*WHAT IS EXPECTED*
Every record must be restated exactly as written.

*PROVIDED DATA*
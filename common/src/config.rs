use chrono::FixedOffset;
use serde::{Deserialize, Serialize};
use thiserror::Error;

const DEFAULT_SERVER_HOST: &str = "flutteresp.onrender.com";
const MAX_UTC_OFFSET_SECS: i32 = 14 * 3600;

#[derive(Debug, Clone, PartialEq, Eq, Error)]
pub enum ConfigError {
    #[error("{0} cannot be empty")]
    Empty(&'static str),
    #[error("{0} must be greater than zero")]
    Zero(&'static str),
    #[error("server path must start with `/` (got `{0}`)")]
    InvalidPath(String),
    #[error("utc offset {0}s is out of range")]
    InvalidUtcOffset(i32),
}

#[derive(Debug, Clone, Serialize, Deserialize)]
#[serde(default)]
pub struct NetworkConfig {
    pub wifi_ssid: String,
    pub wifi_pass: String,
    /// Blocking wait after re-issuing association from the main loop.
    pub reconnect_settle_ms: u64,
    /// Poll period while waiting for the first association at boot.
    pub connect_poll_ms: u64,
}

impl Default for NetworkConfig {
    fn default() -> Self {
        Self {
            wifi_ssid: option_env!("WIFI_SSID").unwrap_or("CHANGE_ME").to_string(),
            wifi_pass: option_env!("WIFI_PASS").unwrap_or("CHANGE_ME").to_string(),
            reconnect_settle_ms: 1_000,
            connect_poll_ms: 500,
        }
    }
}

#[derive(Debug, Clone, PartialEq, Eq, Serialize, Deserialize)]
#[serde(default)]
pub struct HeartbeatConfig {
    pub ping_interval_ms: u64,
    pub pong_timeout_ms: u64,
    pub missed_pong_tolerance: u8,
}

impl Default for HeartbeatConfig {
    fn default() -> Self {
        Self {
            ping_interval_ms: 15_000,
            pong_timeout_ms: 3_000,
            missed_pong_tolerance: 2,
        }
    }
}

impl HeartbeatConfig {
    /// Longest silence tolerated before the connection is declared dead.
    pub fn disconnect_after_ms(&self) -> u64 {
        let misses = u64::from(self.missed_pong_tolerance.max(1));
        self.ping_interval_ms
            .saturating_mul(misses - 1)
            .saturating_add(self.pong_timeout_ms)
    }
}

#[derive(Debug, Clone, Serialize, Deserialize)]
#[serde(default)]
pub struct ServerConfig {
    pub host: String,
    pub port: u16,
    pub path: String,
    pub use_tls: bool,
    pub reconnect_interval_ms: u64,
    pub heartbeat: HeartbeatConfig,
}

impl Default for ServerConfig {
    fn default() -> Self {
        Self {
            host: option_env!("WS_HOST")
                .unwrap_or(DEFAULT_SERVER_HOST)
                .to_string(),
            port: 443,
            path: "/".to_string(),
            use_tls: true,
            reconnect_interval_ms: 5_000,
            heartbeat: HeartbeatConfig::default(),
        }
    }
}

impl ServerConfig {
    pub fn url(&self) -> String {
        let scheme = if self.use_tls { "wss" } else { "ws" };
        format!("{scheme}://{}:{}{}", self.host, self.port, self.path)
    }
}

#[derive(Debug, Clone, Serialize, Deserialize)]
#[serde(default)]
pub struct TimeConfig {
    pub ntp_servers: Vec<String>,
    pub utc_offset_secs: i32,
    pub initial_sync_wait_ms: u64,
}

impl Default for TimeConfig {
    fn default() -> Self {
        Self {
            ntp_servers: vec!["pool.ntp.org".to_string(), "time.nist.gov".to_string()],
            utc_offset_secs: -5 * 3600,
            initial_sync_wait_ms: 2_000,
        }
    }
}

impl TimeConfig {
    pub fn utc_offset(&self) -> Result<FixedOffset, ConfigError> {
        if self.utc_offset_secs.abs() > MAX_UTC_OFFSET_SECS {
            return Err(ConfigError::InvalidUtcOffset(self.utc_offset_secs));
        }
        FixedOffset::east_opt(self.utc_offset_secs)
            .ok_or(ConfigError::InvalidUtcOffset(self.utc_offset_secs))
    }
}

#[derive(Debug, Clone, PartialEq, Eq, Serialize, Deserialize)]
#[serde(default)]
pub struct PinConfig {
    pub dht: i32,
    pub light_sensor: i32,
    pub relay_light: i32,
    pub relay_fan: i32,
}

impl Default for PinConfig {
    fn default() -> Self {
        Self {
            dht: 25,
            light_sensor: 26,
            relay_light: 27,
            relay_fan: 14,
        }
    }
}

#[derive(Debug, Clone, Serialize, Deserialize)]
#[serde(default)]
pub struct TelemetryConfig {
    pub send_interval_ms: u64,
}

impl Default for TelemetryConfig {
    fn default() -> Self {
        Self {
            send_interval_ms: 3_000,
        }
    }
}

#[derive(Debug, Clone, Default, Serialize, Deserialize)]
#[serde(default)]
pub struct NodeConfig {
    pub network: NetworkConfig,
    pub server: ServerConfig,
    pub time: TimeConfig,
    pub pins: PinConfig,
    pub telemetry: TelemetryConfig,
}

impl NodeConfig {
    pub fn validate(&self) -> Result<(), ConfigError> {
        if self.network.wifi_ssid.trim().is_empty() {
            return Err(ConfigError::Empty("network.wifi_ssid"));
        }
        if self.server.host.trim().is_empty() {
            return Err(ConfigError::Empty("server.host"));
        }
        if !self.server.path.starts_with('/') {
            return Err(ConfigError::InvalidPath(self.server.path.clone()));
        }
        if self.server.port == 0 {
            return Err(ConfigError::Zero("server.port"));
        }
        if self.time.ntp_servers.is_empty() {
            return Err(ConfigError::Empty("time.ntp_servers"));
        }

        let intervals = [
            ("telemetry.send_interval_ms", self.telemetry.send_interval_ms),
            ("server.reconnect_interval_ms", self.server.reconnect_interval_ms),
            (
                "server.heartbeat.ping_interval_ms",
                self.server.heartbeat.ping_interval_ms,
            ),
            (
                "server.heartbeat.pong_timeout_ms",
                self.server.heartbeat.pong_timeout_ms,
            ),
            ("network.connect_poll_ms", self.network.connect_poll_ms),
        ];
        for (name, value) in intervals {
            if value == 0 {
                return Err(ConfigError::Zero(name));
            }
        }

        self.time.utc_offset()?;
        Ok(())
    }

    /// True when WiFi credentials were provided at build time or by a config file.
    pub fn has_station_credentials(&self) -> bool {
        let ssid = self.network.wifi_ssid.trim();
        !ssid.is_empty() && ssid != "CHANGE_ME"
    }
}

*SOLVED PROBLEM*
filename common/src/config.rs
use chrono::FixedOffset;
use serde::{Deserialize, Serialize};
use thiserror::Error;

const DEFAULT_SERVER_HOST: &str = "flutteresp.onrender.com";
const MAX_UTC_OFFSET_SECS: i32 = 14 * 3600;

#[derive(Debug, Clone, PartialEq, Eq, Error)]
pub enum ConfigError {
    #[error("{0} cannot be empty")]
    Empty(&'static str),
    #[error("{0} must be greater than zero")]
    Zero(&'static str),
    #[error("server path must start with `/` (got `{0}`)")]
    InvalidPath(String),
    #[error("utc offset {0}s is out of range")]
    InvalidUtcOffset(i32),
}

#[derive(Debug, Clone, Serialize, Deserialize)]
#[serde(default)]
pub struct NetworkConfig {
    pub wifi_ssid: String,
    pub wifi_pass: String,
    /// Blocking wait after re-issuing association from the main loop.
    pub reconnect_settle_ms: u64,
    /// Poll period while waiting for the first association at boot.
    pub connect_poll_ms: u64,
}

impl Default for NetworkConfig {
    fn default() -> Self {
        Self {
            wifi_ssid: option_env!("WIFI_SSID").unwrap_or("CHANGE_ME").to_string(),
            wifi_pass: option_env!("WIFI_PASS").unwrap_or("CHANGE_ME").to_string(),
            reconnect_settle_ms: 1_000,
            connect_poll_ms: 500,
        }
    }
}

#[derive(Debug, Clone, PartialEq, Eq, Serialize, Deserialize)]
#[serde(default)]
pub struct HeartbeatConfig {
    pub ping_interval_ms: u64,
    pub pong_timeout_ms: u64,
    pub missed_pong_tolerance: u8,
}

impl Default for HeartbeatConfig {
    fn default() -> Self {
        Self {
            ping_interval_ms: 15_000,
            pong_timeout_ms: 3_000,
            missed_pong_tolerance: 2,
        }
    }
}

impl HeartbeatConfig {
    /// Longest silence tolerated before the connection is declared dead.
    pub fn disconnect_after_ms(&self) -> u64 {
        let misses = u64::from(self.missed_pong_tolerance.max(1));
        self.ping_interval_ms
            .saturating_mul(misses - 1)
            .saturating_add(self.pong_timeout_ms)
    }
}

#[derive(Debug, Clone, Serialize, Deserialize)]
#[serde(default)]
pub struct ServerConfig {
    pub host: String,
    pub port: u16,
    pub path: String,
    pub use_tls: bool,
    pub reconnect_interval_ms: u64,
    pub heartbeat: HeartbeatConfig,
}

impl Default for ServerConfig {
    fn default() -> Self {
        Self {
            host: option_env!("WS_HOST")
                .unwrap_or(DEFAULT_SERVER_HOST)
                .to_string(),
            port: 443,
            path: "/".to_string(),
            use_tls: true,
            reconnect_interval_ms: 5_000,
            heartbeat: HeartbeatConfig::default(),
        }
    }
}

impl ServerConfig {
    pub fn url(&self) -> String {
        let scheme = if self.use_tls { "wss" } else { "ws" };
        format!("{scheme}://{}:{}{}", self.host, self.port, self.path)
    }
}

#[derive(Debug, Clone, Serialize, Deserialize)]
#[serde(default)]
pub struct TimeConfig {
    pub ntp_servers: Vec<String>,
    pub utc_offset_secs: i32,
    pub initial_sync_wait_ms: u64,
}

impl Default for TimeConfig {
    fn default() -> Self {
        Self {
            ntp_servers: vec!["pool.ntp.org".to_string(), "time.nist.gov".to_string()],
            utc_offset_secs: -5 * 3600,
            initial_sync_wait_ms: 2_000,
        }
    }
}

impl TimeConfig {
    pub fn utc_offset(&self) -> Result<FixedOffset, ConfigError> {
        if self.utc_offset_secs.abs() > MAX_UTC_OFFSET_SECS {
            return Err(ConfigError::InvalidUtcOffset(self.utc_offset_secs));
        }
        FixedOffset::east_opt(self.utc_offset_secs)
            .ok_or(ConfigError::InvalidUtcOffset(self.utc_offset_secs))
    }
}

#[derive(Debug, Clone, PartialEq, Eq, Serialize, Deserialize)]
#[serde(default)]
pub struct PinConfig {
    pub dht: i32,
    pub light_sensor: i32,
    pub relay_light: i32,
    pub relay_fan: i32,
}

impl Default for PinConfig {
    fn default() -> Self {
        Self {
            dht: 25,
            light_sensor: 26,
            relay_light: 27,
            relay_fan: 14,
        }
    }
}

#[derive(Debug, Clone, Serialize, Deserialize)]
#[serde(default)]
pub struct TelemetryConfig {
    pub send_interval_ms: u64,
}

impl Default for TelemetryConfig {
    fn default() -> Self {
        Self {
            send_interval_ms: 3_000,
        }
    }
}

#[derive(Debug, Clone, Default, Serialize, Deserialize)]
#[serde(default)]
pub struct NodeConfig {
    pub network: NetworkConfig,
    pub server: ServerConfig,
    pub time: TimeConfig,
    pub pins: PinConfig,
    pub telemetry: TelemetryConfig,
}

impl NodeConfig {
    pub fn validate(&self) -> Result<(), ConfigError> {
        if self.network.wifi_ssid.trim().is_empty() {
            return Err(ConfigError::Empty("network.wifi_ssid"));
        }
        if self.server.host.trim().is_empty() {
            return Err(ConfigError::Empty("server.host"));
        }
        if !self.server.path.starts_with('/') {
            return Err(ConfigError::InvalidPath(self.server.path.clone()));
        }
        if self.server.port == 0 {
            return Err(ConfigError::Zero("server.port"));
        }
        if self.time.ntp_servers.is_empty() {
            return Err(ConfigError::Empty("time.ntp_servers"));
        }

        let intervals = [
            ("telemetry.send_interval_ms", self.telemetry.send_interval_ms),
            ("server.reconnect_interval_ms", self.server.reconnect_interval_ms),
            (
                "server.heartbeat.ping_interval_ms",
                self.server.heartbeat.ping_interval_ms,
            ),
            (
                "server.heartbeat.pong_timeout_ms",
                self.server.heartbeat.pong_timeout_ms,
            ),
            ("network.connect_poll_ms", self.network.connect_poll_ms),
        ];
        for (name, value) in intervals {
            if value == 0 {
                return Err(ConfigError::Zero(name));
            }
        }

        self.time.utc_offset()?;
        Ok(())
    }

    /// True when WiFi credentials were provided at build time or by a config file.
    pub fn has_station_credentials(&self) -> bool {
        let ssid = self.network.wifi_ssid.trim();
        !ssid.is_empty() && ssid != "CHANGE_ME"
    }
}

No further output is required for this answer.